Recursive Queries, Lateral Joins, Pagination, JSONB Arrays

In this episode of Scaling Postgres, we discuss recursive queries, using lateral joins, paging through a data sets efficiently and working with JSONB arrays.

Content Discussed

YouTube Video

Podcast Audio

Transcript

All right. I hope you, your family, friends, and coworkers continue to do well. Our first piece of content is "PostgreSQL 12.4, 11.9, 10.4, 9.6.19, 9.5.23, and 13 Beta 3 Released!". This is from postgresql.org. Now there are two security issues. One is an uncontrolled search path element in logical replication and the second is an uncontrolled search path element in CREATE EXTENSION. So be sure to check those out to see if you need to upgrade sooner rather than later, depending on how you use Postgres. Then at the bottom here, they mention all of the different bug fixes and improvements that were done. So review and see when you want to upgrade your Postgres version of Postgres.

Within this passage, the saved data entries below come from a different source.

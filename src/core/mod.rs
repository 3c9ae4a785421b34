// Domain-layer modules and shared errors/models
pub mod classifier {
    pub use crate::classifier::*;
}

pub mod star_rating {
    pub use crate::star_rating::*;
}

pub mod aggregator {
    pub use crate::aggregator::*;
}

pub mod resolver {
    pub use crate::resolver::*;
}

pub mod models {
    pub use crate::models::*;
}

pub mod errors {
    pub use crate::errors::*;
}
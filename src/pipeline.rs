use crate::aggregator::HistoryAggregator;
use crate::classifier::StatusClassifier;
use crate::errors::{FeatureError, ResultExt};
use crate::file_io::DatasetStore;
use crate::models::{
    ApplicationRecord, BankReferenceRow, BranchCode, BranchReferenceRow, ClassifiedRow,
    ExplodedYearRow, FeatureRow,
};
use crate::resolver::{PresumedIncomeResolver, SELF_DECLARATION_TOKEN};
use std::collections::HashMap;

/// Orchestrates the feature computation end to end:
/// load → join → classify → aggregate → resolve → export.
///
/// Each stage is a pure function of the previous stage's output plus the
/// static reference data; stages cannot be skipped because each consumes
/// the concrete output type of the one before it. A pipeline instance
/// carries no cross-run state: every `run` loads fresh sources and a
/// fresh lookup table.
pub struct FeaturePipeline<S: DatasetStore> {
    store: S,
    classifier: StatusClassifier,
    aggregator: HistoryAggregator,
}

struct SourceTables {
    applications: Vec<ApplicationRecord>,
    banks: Vec<BankReferenceRow>,
    branches: Vec<BranchReferenceRow>,
}

impl<S: DatasetStore> FeaturePipeline<S> {
    pub fn new(store: S, strict_grouping: bool) -> Self {
        FeaturePipeline {
            store,
            classifier: StatusClassifier::new(),
            aggregator: HistoryAggregator::new(strict_grouping),
        }
    }

    /// Computes the feature table without exporting it.
    pub fn execute(&self) -> Result<Vec<FeatureRow>, FeatureError> {
        tracing::info!("Step 1: Loading source datasets");
        let sources = self.load_sources()?;
        let resolver = PresumedIncomeResolver::new(self.store.load_income_table()?);

        tracing::info!(
            "Step 2: Exploding riskInfo and joining reference tables ({} application(s))",
            sources.applications.len()
        );
        let exploded = self.explode_and_join(&sources);
        tracing::info!("Exploded into {} year row(s)", exploded.len());

        tracing::info!("Step 3: Classifying tax-status messages");
        let classified = self.classify(exploded);

        tracing::info!("Step 4: Aggregating declaration history per applicant");
        let aggregates = self.aggregator.aggregate(&classified)?;
        tracing::info!("Aggregated into {} applicant group(s)", aggregates.len());

        tracing::info!("Step 5: Resolving presumed income per group");
        let mut features = Vec::with_capacity(aggregates.len());
        for agg in &aggregates {
            let mut brand_values: Vec<(&str, i64)> = Vec::with_capacity(BranchCode::ALL.len() + 1);
            brand_values.push((SELF_DECLARATION_TOKEN, i64::from(agg.stars)));
            for (code, count) in agg.brand_counts.iter() {
                brand_values.push((code.as_str(), i64::from(count)));
            }

            let income = resolver
                .resolve(agg.year, &brand_values, agg.branch_code_pl)
                .with_context(|| {
                    format!(
                        "resolving presumed income for {} at {}",
                        agg.cpf, agg.time_stamp
                    )
                })?;

            features.push(FeatureRow::from_aggregate(agg, income));
        }

        Ok(features)
    }

    /// Computes the feature table and hands it to the export collaborator.
    pub fn run(&self) -> Result<usize, FeatureError> {
        let features = self.execute()?;

        tracing::info!("Step 6: Exporting feature table");
        self.store.export_features(&features)?;

        Ok(features.len())
    }

    fn load_sources(&self) -> Result<SourceTables, FeatureError> {
        Ok(SourceTables {
            applications: self.store.load_applications()?,
            banks: self.store.load_bank_reference()?,
            branches: self.store.load_branch_reference()?,
        })
    }

    /// Flattens each application's year-keyed payloads into one row per
    /// year and left-joins the reference tables twice: once for the
    /// historical bank/branch, once for the current loan's.
    ///
    /// A failed reference join leaves the joined columns `None`; the row
    /// itself is kept.
    fn explode_and_join(&self, sources: &SourceTables) -> Vec<ExplodedYearRow> {
        let mut bank_code_by_name: HashMap<&str, &str> = HashMap::new();
        for bank in &sources.banks {
            bank_code_by_name
                .entry(bank.bank.as_str())
                .or_insert(bank.bank_code.as_str());
        }

        let mut branch_code_by_key: HashMap<(&str, &str), Option<BranchCode>> = HashMap::new();
        for branch in &sources.branches {
            branch_code_by_key
                .entry((branch.bank_code.as_str(), branch.branch.as_str()))
                .or_insert(branch.branch_code);
        }

        let mut rows = Vec::new();
        for record in &sources.applications {
            let branch_code_pl = branch_code_by_key
                .get(&(
                    record.bank_code_pl.as_str(),
                    record.branch_number_pl.as_str(),
                ))
                .copied()
                .flatten();

            for (report_year, payload) in &record.risk_info {
                let bank_code = payload
                    .bank
                    .as_deref()
                    .and_then(|name| bank_code_by_name.get(name).copied());

                let branch_code = match (bank_code, payload.branch.as_deref()) {
                    (Some(code), Some(branch)) => branch_code_by_key
                        .get(&(code, branch))
                        .copied()
                        .flatten(),
                    _ => None,
                };

                rows.push(ExplodedYearRow {
                    cpf: payload
                        .cpf
                        .clone()
                        .unwrap_or_else(|| record.person_id.clone()),
                    person_id: record.person_id.clone(),
                    loan_id: record.loan_id.clone(),
                    irpf_id: record.irpf_id.clone(),
                    time_stamp: record.time_stamp,
                    product_code: record.product_code.clone(),
                    report_year: report_year.clone(),
                    full_status_text: payload.full_status_text.clone(),
                    bank: payload.bank.clone(),
                    branch: payload.branch.clone(),
                    bank_code: bank_code.map(str::to_string),
                    branch_code,
                    bank_code_pl: record.bank_code_pl.clone(),
                    branch_number_pl: record.branch_number_pl.clone(),
                    branch_code_pl,
                });
            }
        }

        rows
    }

    fn classify(&self, rows: Vec<ExplodedYearRow>) -> Vec<ClassifiedRow> {
        rows.into_iter()
            .map(|row| {
                let status = self.classifier.classify(row.full_status_text.as_deref());
                ClassifiedRow { row, status }
            })
            .collect()
    }
}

The next piece of content is "UNDERSTANDING RECURSIVE QUERIES IN POSTGRESQL". This is from cybertec-postgresql.com. So this is looking at recursive queries and how you do it in Postgres via CTEs. So first they review common table expressions and basically convey it as a view that only exists within the scope of a single query because you can usually always write a CTE as a subquery. Then they cover the syntax of a recursive query. So you use WITH RECURSIVE, the name of your CTE, and then its definition. How you do the definition is with two queries combined with a UNION or a UNION ALL. The first one is the non-recursive branch and the second one is the recursive branch that references itself. So therein lies the recursion. Then lastly you say SELECT ALL from the CTE you've defined and they go a little bit over how recursive queries are processed internally.

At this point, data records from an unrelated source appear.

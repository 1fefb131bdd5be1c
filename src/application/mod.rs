//! Application layer services implementing business logic.
//!
//! This layer orchestrates domain operations by coordinating the code
//! generator and the mapping store. Services consume repository traits and
//! provide a clean API for HTTP handlers.
//!
//! # Available Services
//!
//! - [`services::shortener_service::ShortenerService`] - Shorten and resolve operations

pub mod services;
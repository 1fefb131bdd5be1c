//! PostgreSQL implementation of the mapping store.

use async_trait::async_trait;
use chrono::{DateTime, Utc};
use sqlx::PgPool;
use sqlx::Row;
use std::sync::Arc;

use crate::domain::entities::{NewRecord, UrlRecord};
use crate::domain::repositories::MappingStore;
use crate::error::AppError;

/// PostgreSQL store backed by a single `mappings` table keyed by code.
///
/// Uses prepared statements for SQL injection protection. `put` is an upsert,
/// so a repeated write to the same code replaces the URL in place while the
/// original `created_at` is preserved.
pub struct PgMappingStore {
    pool: Arc<PgPool>,
}

impl PgMappingStore {
    /// Creates a new store with a database connection pool.
    pub fn new(pool: Arc<PgPool>) -> Self {
        Self { pool }
    }
}

#[async_trait]
impl MappingStore for PgMappingStore {
    async fn put(&self, record: NewRecord) -> Result<(), AppError> {
        sqlx::query(
            r#"
            INSERT INTO mappings (code, long_url)
            VALUES ($1, $2)
            ON CONFLICT (code) DO UPDATE SET long_url = EXCLUDED.long_url
            "#,
        )
        .bind(&record.code)
        .bind(&record.long_url)
        .execute(self.pool.as_ref())
        .await?;

        Ok(())
    }

    async fn get(&self, code: &str) -> Result<Option<UrlRecord>, AppError> {
        let row = sqlx::query(
            r#"
            SELECT code, long_url, created_at
            FROM mappings
            WHERE code = $1
            "#,
        )
        .bind(code)
        .fetch_optional(self.pool.as_ref())
        .await?;

        row.map(|r| -> Result<UrlRecord, AppError> {
            let code: String = r.try_get("code")?;
            let long_url: String = r.try_get("long_url")?;
            let created_at: DateTime<Utc> = r.try_get("created_at")?;
            Ok(UrlRecord::new(code, long_url, created_at))
        })
        .transpose()
    }

    async fn health_check(&self) -> bool {
        sqlx::query("SELECT 1")
            .execute(self.pool.as_ref())
            .await
            .is_ok()
    }
}
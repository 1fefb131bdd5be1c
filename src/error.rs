use axum::{
    Json,
    http::StatusCode,
    response::{IntoResponse, Response},
};
use serde::Serialize;
use serde_json::{Value, json};

#[derive(Serialize)]
struct ErrorBody {
    error: ErrorInfo,
}

#[derive(Serialize)]
struct ErrorInfo {
    code: &'static str,
    message: String,
    details: Value,
}

/// Application error taxonomy.
///
/// `NotFound` is an expected outcome of resolving an unknown code, surfaced
/// as a client error. `StoreUnavailable` is an infrastructure failure and is
/// never conflated with absence nor retried here; retry policy belongs to
/// callers.
#[derive(Debug, thiserror::Error)]
pub enum AppError {
    #[error("{message}")]
    Validation { message: String, details: Value },
    #[error("{message}")]
    NotFound { message: String, details: Value },
    #[error("{message}")]
    Conflict { message: String, details: Value },
    #[error("{message}")]
    StoreUnavailable { message: String, details: Value },
    #[error("{message}")]
    Internal { message: String, details: Value },
}

impl AppError {
    pub fn bad_request(message: impl Into<String>, details: Value) -> Self {
        Self::Validation {
            message: message.into(),
            details,
        }
    }
    pub fn not_found(message: impl Into<String>, details: Value) -> Self {
        Self::NotFound {
            message: message.into(),
            details,
        }
    }
    pub fn conflict(message: impl Into<String>, details: Value) -> Self {
        Self::Conflict {
            message: message.into(),
            details,
        }
    }
    pub fn store_unavailable(message: impl Into<String>, details: Value) -> Self {
        Self::StoreUnavailable {
            message: message.into(),
            details,
        }
    }
    pub fn internal(message: impl Into<String>, details: Value) -> Self {
        Self::Internal {
            message: message.into(),
            details,
        }
    }
}

impl IntoResponse for AppError {
    fn into_response(self) -> Response {
        let (status, code, message, details) = match self {
            AppError::Validation { message, details } => (
                StatusCode::BAD_REQUEST,
                "validation_error",
                message,
                details,
            ),
            AppError::NotFound { message, details } => {
                (StatusCode::NOT_FOUND, "not_found", message, details)
            }
            AppError::Conflict { message, details } => {
                (StatusCode::CONFLICT, "conflict", message, details)
            }
            AppError::StoreUnavailable { message, details } => (
                StatusCode::SERVICE_UNAVAILABLE,
                "store_unavailable",
                message,
                details,
            ),
            AppError::Internal { message, details } => (
                StatusCode::INTERNAL_SERVER_ERROR,
                "internal_error",
                message,
                details,
            ),
        };

        let body = ErrorBody {
            error: ErrorInfo {
                code,
                message,
                details,
            },
        };

        (status, Json(body)).into_response()
    }
}

impl From<validator::ValidationErrors> for AppError {
    fn from(errors: validator::ValidationErrors) -> Self {
        let details = serde_json::to_value(&errors).unwrap_or(Value::Null);
        AppError::bad_request("Request validation failed", details)
    }
}

impl From<sqlx::Error> for AppError {
    fn from(e: sqlx::Error) -> Self {
        AppError::store_unavailable("Database error", json!({ "reason": e.to_string() }))
    }
}

impl From<redis::RedisError> for AppError {
    fn from(e: redis::RedisError) -> Self {
        AppError::store_unavailable("Redis error", json!({ "reason": e.to_string() }))
    }
}

#[cfg(test)]
mod tests {
    use super::*;

    #[test]
    fn test_not_found_is_distinct_from_store_unavailable() {
        let missing = AppError::not_found("Short link not found", json!({ "code": "deadbeef" }));
        let down = AppError::store_unavailable("Database error", json!({}));

        assert!(matches!(missing, AppError::NotFound { .. }));
        assert!(matches!(down, AppError::StoreUnavailable { .. }));
    }

    #[test]
    fn test_display_uses_message() {
        let err = AppError::bad_request("url required", json!({}));
        assert_eq!(err.to_string(), "url required");
    }
}
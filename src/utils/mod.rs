//! Utility functions shared across the application.
//!
//! - [`code_generator`] - Short code derivation from URLs

pub mod code_generator;
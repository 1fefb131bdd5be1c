mod common;

use axum::http::StatusCode;
use axum::{Router, routing::get};
use axum_test::TestServer;
use hexlink::api::handlers::healthz_handler;

fn health_app(state: hexlink::AppState) -> TestServer {
    let app = Router::new()
        .route("/healthz", get(healthz_handler))
        .with_state(state);

    TestServer::new(app).unwrap()
}

#[tokio::test]
async fn test_healthz_success() {
    let (state, _store) = common::create_test_state();
    let server = health_app(state);

    let response = server.get("/healthz").await;

    response.assert_status_ok();

    let json = response.json::<serde_json::Value>();
    assert_eq!(json["status"], "ok");
    assert_eq!(json["checks"]["store"]["status"], "ok");
}

#[tokio::test]
async fn test_healthz_structure() {
    let (state, _store) = common::create_test_state();
    let server = health_app(state);

    let response = server.get("/healthz").await;

    let json = response.json::<serde_json::Value>();

    assert!(json.get("status").is_some());
    assert!(json.get("version").is_some());
    assert!(json.get("checks").is_some());
    assert!(json["ts"].as_i64().is_some());
}

#[tokio::test]
async fn test_healthz_degraded_when_store_down() {
    let state = common::create_failing_state();
    let server = health_app(state);

    let response = server.get("/healthz").await;

    response.assert_status(StatusCode::SERVICE_UNAVAILABLE);

    let json = response.json::<serde_json::Value>();
    assert_eq!(json["status"], "degraded");
    assert_eq!(json["checks"]["store"]["status"], "error");
}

It uses a working table, so really it kind of works through things procedurally. But then it goes into an example here. And of course, a lot of recursive examples use people who are managing people in a hierarchy. So they're using that. Here you have this manager or this MGR column that defines who the manager of that person is. So what they want to find out is all the subordinates of person 7566. So the nonrecursive branch basically selects the employee e number where it's 7566. Then the recursive branch selects from the table, joining on itself the CTE where the manager ID equals the employee ID. Then here they show the complete query building out the CTE and then the results, which is what you expect. Then they go into showing how you can do generated columns as long as you use this UNION ALL.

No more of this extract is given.